Bu zorluğa rağmen çocuk bulunduğu yerden ayrılmak gibi bir şey yapamazdı, sonuçta bunu yapabilecek parası yoktu ve olan parasını da hayatta kalmaya çalışarak harcamaktaydı.

Yine de bununla bir sıkıntı yoktu, artık alışmıştı. Beş yaşından beri dileniyor ve hırsızlık yapıyordu.

Elbette yeterince parası olduğunda alanını değiştirecekti çünkü eninde sonunda yakalanacaktı ama bu fırsatı yakalayabilecek duruma hiç gelmemişti.

Ta ki aklı bir karış havada olan soyluyu görene kadar…

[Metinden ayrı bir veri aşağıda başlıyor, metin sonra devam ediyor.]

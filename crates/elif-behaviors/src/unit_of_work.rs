//! Unit of Work - pending inserts, updates and deletes of one transaction
//!
//! Entities enter the unit of work as boxed trait objects and are addressed
//! by `EntityHandle` afterwards. Handles stay valid for the lifetime of the
//! unit of work, even after the entity has been deleted and detached.
//!
//! Change tracking is snapshot based: the mapped values of an entity are
//! remembered when it is loaded or written, and `compute_change_set` diffs
//! the current values against that snapshot. Only values that reached the
//! store move the snapshot forward, so an edit that was never computed stays
//! pending for the next flush.

use serde_json::Value;
use std::collections::HashMap;
use std::fmt;
use std::sync::Arc;
use tracing::{debug, warn};

use crate::entity::{ChangeSet, Entity, EntityId, Fields};
use crate::error::{BehaviorError, BehaviorResult};
use crate::metadata::ClassMetadata;

/// Address of an entity inside a unit of work
#[derive(Debug, Clone, Copy, PartialEq, Eq, Hash, PartialOrd, Ord)]
pub struct EntityHandle(usize);

impl EntityHandle {
    pub fn index(&self) -> usize {
        self.0
    }
}

impl fmt::Display for EntityHandle {
    fn fmt(&self, f: &mut fmt::Formatter<'_>) -> fmt::Result {
        write!(f, "#{}", self.0)
    }
}

/// Lifecycle state of a tracked entity
#[derive(Debug, Clone, Copy, PartialEq, Eq)]
pub enum EntityState {
    /// Persisted but not yet inserted
    New,
    /// In sync with (or loaded from) the store
    Managed,
    /// Scheduled for deletion
    Removed,
    /// No longer tracked; handle kept for inspection only
    Detached,
}

struct TrackedEntity {
    entity: Box<dyn Entity>,
    metadata: Arc<ClassMetadata>,
    state: EntityState,
    original: Option<Fields>,
}

/// In-memory record of everything a flush has to write
#[derive(Default)]
pub struct UnitOfWork {
    entries: Vec<TrackedEntity>,
    identity_map: HashMap<(String, EntityId), EntityHandle>,
    insertions: Vec<EntityHandle>,
    updates: Vec<EntityHandle>,
    deletions: Vec<EntityHandle>,
    change_sets: HashMap<EntityHandle, ChangeSet>,
    extra_updates: Vec<(EntityHandle, ChangeSet)>,
    dirty_checks: Vec<EntityHandle>,
}

impl UnitOfWork {
    pub fn new() -> Self {
        Self::default()
    }

    /// Track a new entity and schedule its insertion
    pub fn schedule_for_insert(
        &mut self,
        entity: Box<dyn Entity>,
        metadata: Arc<ClassMetadata>,
    ) -> EntityHandle {
        let handle = EntityHandle(self.entries.len());
        self.entries.push(TrackedEntity {
            entity,
            metadata,
            state: EntityState::New,
            original: None,
        });
        self.insertions.push(handle);
        debug!("Scheduled entity {} for insertion", handle);
        handle
    }

    /// Track an entity read from the store
    ///
    /// Returns the existing handle when the identity map already knows the
    /// record; the passed entity is dropped in that case.
    pub fn register_managed(
        &mut self,
        entity: Box<dyn Entity>,
        metadata: Arc<ClassMetadata>,
    ) -> BehaviorResult<EntityHandle> {
        let id = entity
            .id()
            .ok_or_else(|| BehaviorError::hydration("managed entity without identifier"))?;

        if let Some(handle) = self.try_get_by_id(metadata.name(), id) {
            return Ok(handle);
        }

        let original = metadata.entity_values(entity.as_ref());
        let handle = EntityHandle(self.entries.len());
        self.identity_map
            .insert((metadata.name().to_string(), id), handle);
        self.entries.push(TrackedEntity {
            entity,
            metadata,
            state: EntityState::Managed,
            original: Some(original),
        });
        Ok(handle)
    }

    pub fn try_get_by_id(&self, class_name: &str, id: EntityId) -> Option<EntityHandle> {
        self.identity_map
            .get(&(class_name.to_string(), id))
            .copied()
    }

    fn tracked(&self, handle: EntityHandle) -> BehaviorResult<&TrackedEntity> {
        self.entries
            .get(handle.0)
            .ok_or(BehaviorError::UnknownHandle(handle.0))
    }

    fn tracked_mut(&mut self, handle: EntityHandle) -> BehaviorResult<&mut TrackedEntity> {
        self.entries
            .get_mut(handle.0)
            .ok_or(BehaviorError::UnknownHandle(handle.0))
    }

    pub fn contains(&self, handle: EntityHandle) -> bool {
        handle.0 < self.entries.len()
    }

    pub fn entity(&self, handle: EntityHandle) -> BehaviorResult<&dyn Entity> {
        Ok(self.tracked(handle)?.entity.as_ref())
    }

    pub fn entity_mut(&mut self, handle: EntityHandle) -> BehaviorResult<&mut dyn Entity> {
        Ok(self.tracked_mut(handle)?.entity.as_mut())
    }

    pub fn metadata(&self, handle: EntityHandle) -> BehaviorResult<Arc<ClassMetadata>> {
        Ok(Arc::clone(&self.tracked(handle)?.metadata))
    }

    pub fn state(&self, handle: EntityHandle) -> BehaviorResult<EntityState> {
        Ok(self.tracked(handle)?.state)
    }

    /// Make an entity managed again; a scheduled deletion is cancelled
    pub fn persist(&mut self, handle: EntityHandle) -> BehaviorResult<()> {
        let (state, has_id) = {
            let tracked = self.tracked(handle)?;
            (tracked.state, tracked.entity.id().is_some())
        };

        match state {
            EntityState::New | EntityState::Managed => {}
            EntityState::Removed => {
                self.deletions.retain(|h| *h != handle);
                self.tracked_mut(handle)?.state = EntityState::Managed;
                debug!("Cancelled scheduled deletion of entity {}", handle);
            }
            EntityState::Detached if has_id => {
                self.tracked_mut(handle)?.state = EntityState::Managed;
                self.index_identity(handle)?;
            }
            EntityState::Detached => {
                let tracked = self.tracked_mut(handle)?;
                tracked.state = EntityState::New;
                tracked.original = None;
                self.insertions.push(handle);
            }
        }
        Ok(())
    }

    /// Schedule a deletion; a pending insertion is simply dropped
    pub fn schedule_for_delete(&mut self, handle: EntityHandle) -> BehaviorResult<()> {
        match self.state(handle)? {
            EntityState::New => {
                self.insertions.retain(|h| *h != handle);
                self.change_sets.remove(&handle);
                self.tracked_mut(handle)?.state = EntityState::Detached;
                debug!("Unscheduled insertion of entity {}", handle);
            }
            EntityState::Managed => {
                self.updates.retain(|h| *h != handle);
                self.deletions.push(handle);
                self.tracked_mut(handle)?.state = EntityState::Removed;
                debug!("Scheduled entity {} for deletion", handle);
            }
            EntityState::Removed => {}
            EntityState::Detached => {
                warn!("Ignoring removal of detached entity {}", handle);
            }
        }
        Ok(())
    }

    pub fn scheduled_entity_insertions(&self) -> &[EntityHandle] {
        &self.insertions
    }

    pub fn scheduled_entity_updates(&self) -> &[EntityHandle] {
        &self.updates
    }

    pub fn scheduled_entity_deletions(&self) -> &[EntityHandle] {
        &self.deletions
    }

    /// Insertions, then updates, then deletions, each in scheduling order
    pub fn scheduled_entities(&self) -> impl Iterator<Item = EntityHandle> + '_ {
        self.insertions
            .iter()
            .chain(self.updates.iter())
            .chain(self.deletions.iter())
            .copied()
    }

    pub fn is_scheduled_for_insert(&self, handle: EntityHandle) -> bool {
        self.insertions.contains(&handle)
    }

    pub fn is_scheduled_for_update(&self, handle: EntityHandle) -> bool {
        self.updates.contains(&handle)
    }

    pub fn is_scheduled_for_delete(&self, handle: EntityHandle) -> bool {
        self.deletions.contains(&handle)
    }

    pub fn has_pending_work(&self) -> bool {
        !self.insertions.is_empty()
            || !self.updates.is_empty()
            || !self.deletions.is_empty()
            || !self.extra_updates.is_empty()
    }

    /// Handles of entities currently in sync with the store
    pub fn managed_handles(&self) -> Vec<EntityHandle> {
        self.entries
            .iter()
            .enumerate()
            .filter(|(_, tracked)| tracked.state == EntityState::Managed)
            .map(|(index, _)| EntityHandle(index))
            .collect()
    }

    /// Diff every pending insertion and managed entity against its snapshot
    pub fn compute_change_sets(&mut self) -> BehaviorResult<()> {
        let insertions = self.insertions.clone();
        for handle in insertions {
            self.compute_change_set(handle)?;
        }

        for handle in self.managed_handles() {
            self.compute_change_set(handle)?;
        }
        Ok(())
    }

    /// Diff one entity against its snapshot
    ///
    /// New changes are merged into the entity's change set and become the new
    /// snapshot. A managed entity with changes is scheduled for update.
    pub fn compute_change_set(&mut self, handle: EntityHandle) -> BehaviorResult<()> {
        let (state, diff, actual) = {
            let tracked = self.tracked(handle)?;
            let actual = tracked.metadata.entity_values(tracked.entity.as_ref());
            let empty = Fields::new();
            let original = tracked.original.as_ref().unwrap_or(&empty);

            let mut diff = ChangeSet::new();
            for (field, value) in &actual {
                let old = original.get(field).cloned().unwrap_or(Value::Null);
                if &old != value {
                    diff.record(field.clone(), old, value.clone());
                }
            }
            (tracked.state, diff, actual)
        };

        self.tracked_mut(handle)?.original = Some(actual);

        if diff.is_empty() {
            return Ok(());
        }

        self.change_sets.entry(handle).or_default().merge(diff);

        if state == EntityState::Managed
            && !self.is_scheduled_for_update(handle)
            && !self.is_scheduled_for_delete(handle)
        {
            self.updates.push(handle);
            debug!("Scheduled entity {} for update", handle);
        }
        Ok(())
    }

    /// Change set of an entity; empty when nothing is pending
    pub fn entity_change_set(&self, handle: EntityHandle) -> ChangeSet {
        self.change_sets.get(&handle).cloned().unwrap_or_default()
    }

    /// Register a field change made behind the change tracker's back
    ///
    /// Unmapped fields are ignored. The entity is re-marked dirty.
    pub fn property_changed(
        &mut self,
        handle: EntityHandle,
        field: &str,
        old: Value,
        new: Value,
    ) -> BehaviorResult<()> {
        if !self.tracked(handle)?.metadata.has_field(field) {
            return Ok(());
        }

        self.change_sets
            .entry(handle)
            .or_default()
            .record(field, old, new);

        if !self.dirty_checks.contains(&handle) {
            self.dirty_checks.push(handle);
        }
        Ok(())
    }

    pub fn is_scheduled_for_dirty_check(&self, handle: EntityHandle) -> bool {
        self.dirty_checks.contains(&handle)
    }

    /// Write additional field values for an entity after the regular updates
    pub fn schedule_extra_update(
        &mut self,
        handle: EntityHandle,
        changes: ChangeSet,
    ) -> BehaviorResult<()> {
        self.tracked(handle)?;

        match self.extra_updates.iter_mut().find(|(h, _)| *h == handle) {
            Some((_, existing)) => existing.merge(changes),
            None => self.extra_updates.push((handle, changes)),
        }
        Ok(())
    }

    pub fn extra_updates(&self) -> &[(EntityHandle, ChangeSet)] {
        &self.extra_updates
    }

    /// Record the identifier assigned by the store
    pub fn mark_inserted(&mut self, handle: EntityHandle, id: EntityId) -> BehaviorResult<()> {
        let tracked = self.tracked_mut(handle)?;
        tracked.entity.set_id(id);
        tracked.state = EntityState::Managed;
        tracked.original = Some(tracked.metadata.entity_values(tracked.entity.as_ref()));
        self.index_identity(handle)
    }

    pub fn mark_deleted(&mut self, handle: EntityHandle) -> BehaviorResult<()> {
        let tracked = self.tracked_mut(handle)?;
        tracked.state = EntityState::Detached;
        let key = tracked
            .entity
            .id()
            .map(|id| (tracked.metadata.name().to_string(), id));

        if let Some(key) = key {
            self.identity_map.remove(&key);
        }
        Ok(())
    }

    fn index_identity(&mut self, handle: EntityHandle) -> BehaviorResult<()> {
        let tracked = self.tracked(handle)?;
        if let Some(id) = tracked.entity.id() {
            let key = (tracked.metadata.name().to_string(), id);
            self.identity_map.insert(key, handle);
        }
        Ok(())
    }

    /// Forget everything scheduled once the store has committed
    ///
    /// Extra updates are folded into the snapshots of their entities; other
    /// fields keep their last written value.
    pub fn commit_cleanup(&mut self) {
        for (handle, changes) in std::mem::take(&mut self.extra_updates) {
            let Some(tracked) = self.entries.get_mut(handle.0) else {
                continue;
            };
            let written = tracked.metadata.mapped_values(&changes.new_values());
            if let Some(original) = tracked.original.as_mut() {
                original.extend(written);
            }
        }

        self.insertions.clear();
        self.updates.clear();
        self.deletions.clear();
        self.change_sets.clear();
        self.dirty_checks.clear();
    }

    /// Number of tracked entities, detached ones included
    pub fn size(&self) -> usize {
        self.entries.len()
    }
}

impl fmt::Debug for UnitOfWork {
    fn fmt(&self, f: &mut fmt::Formatter<'_>) -> fmt::Result {
        f.debug_struct("UnitOfWork")
            .field("entities", &self.entries.len())
            .field("insertions", &self.insertions)
            .field("updates", &self.updates)
            .field("deletions", &self.deletions)
            .field("extra_updates", &self.extra_updates.len())
            .finish()
    }
}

İşte o zaman şansının döndüğünü, kendisine gayet de mükemmel bir av bulduğunu anlamıştı.

‘Geri zekâlı soylu!’

Soylu olduğunu, onun biniyor olduğu arabanın görüntüsünden ve şahit olduğu davranışlarından anlamıştı. Uzaktan da olsa gözlerindeki hafif kibri ve tiksintiyi de görme imkânına sahip olmuştu ama bunu etrafındaki diğer insanlara karşı yansıtmıyor oluşu onu şaşırtmıştı.

Yine de bu onu soymasını engelleyecek bir şey değildi.

Karnının gurultularına karşı sabırla bekleyerek soylunun bir restorana oturup abartılı şeyler sipariş edişini izledi uzaktan.

O sırada içinde bıçak kadar keskin ve ölümcül bir kıskançlık dalgası belirse de buna uyarak salakça bir hareket yapmaktan kaçınmıştı. Gözleri önünde bu davranış yüzünden kaç kişi öldürülmüş, kaç kişi zindanlara atılmıştı.

Bu da kendisine sağlam bir öğreti olmuştu; sakince gözlemek her daim en iyisiydi.

Restorandaki işinden sonra her şey oldukça kolay bir şekilde hallolmuştu. Parlaya’nın sokaklarının elinin tersinden bile daha iyi biliyordu nihayetinde. Şehrin lağım sistemi sayesinde bir yerden bir yere rahatlıkla, şövalyelere yakalanma korkusu olmadan ilerleyebiliyordu. Bu sayede bu zamana kadar hiç rastlanmamıştı.

Soylunun altın kesesini almak gayet kolaydı, hatta tereyağından kıl çekmekten bile daha kolaydı.

Soylu ödeme yapmak için kesesini çıkarttığı anda yavaşça onun bulunduğu bölüme doğru yaklaşmıştı restoranda. Soylunun dışarıda bulunan masalardan birine oturması da bu işi kolaylaştırmıştı elbette.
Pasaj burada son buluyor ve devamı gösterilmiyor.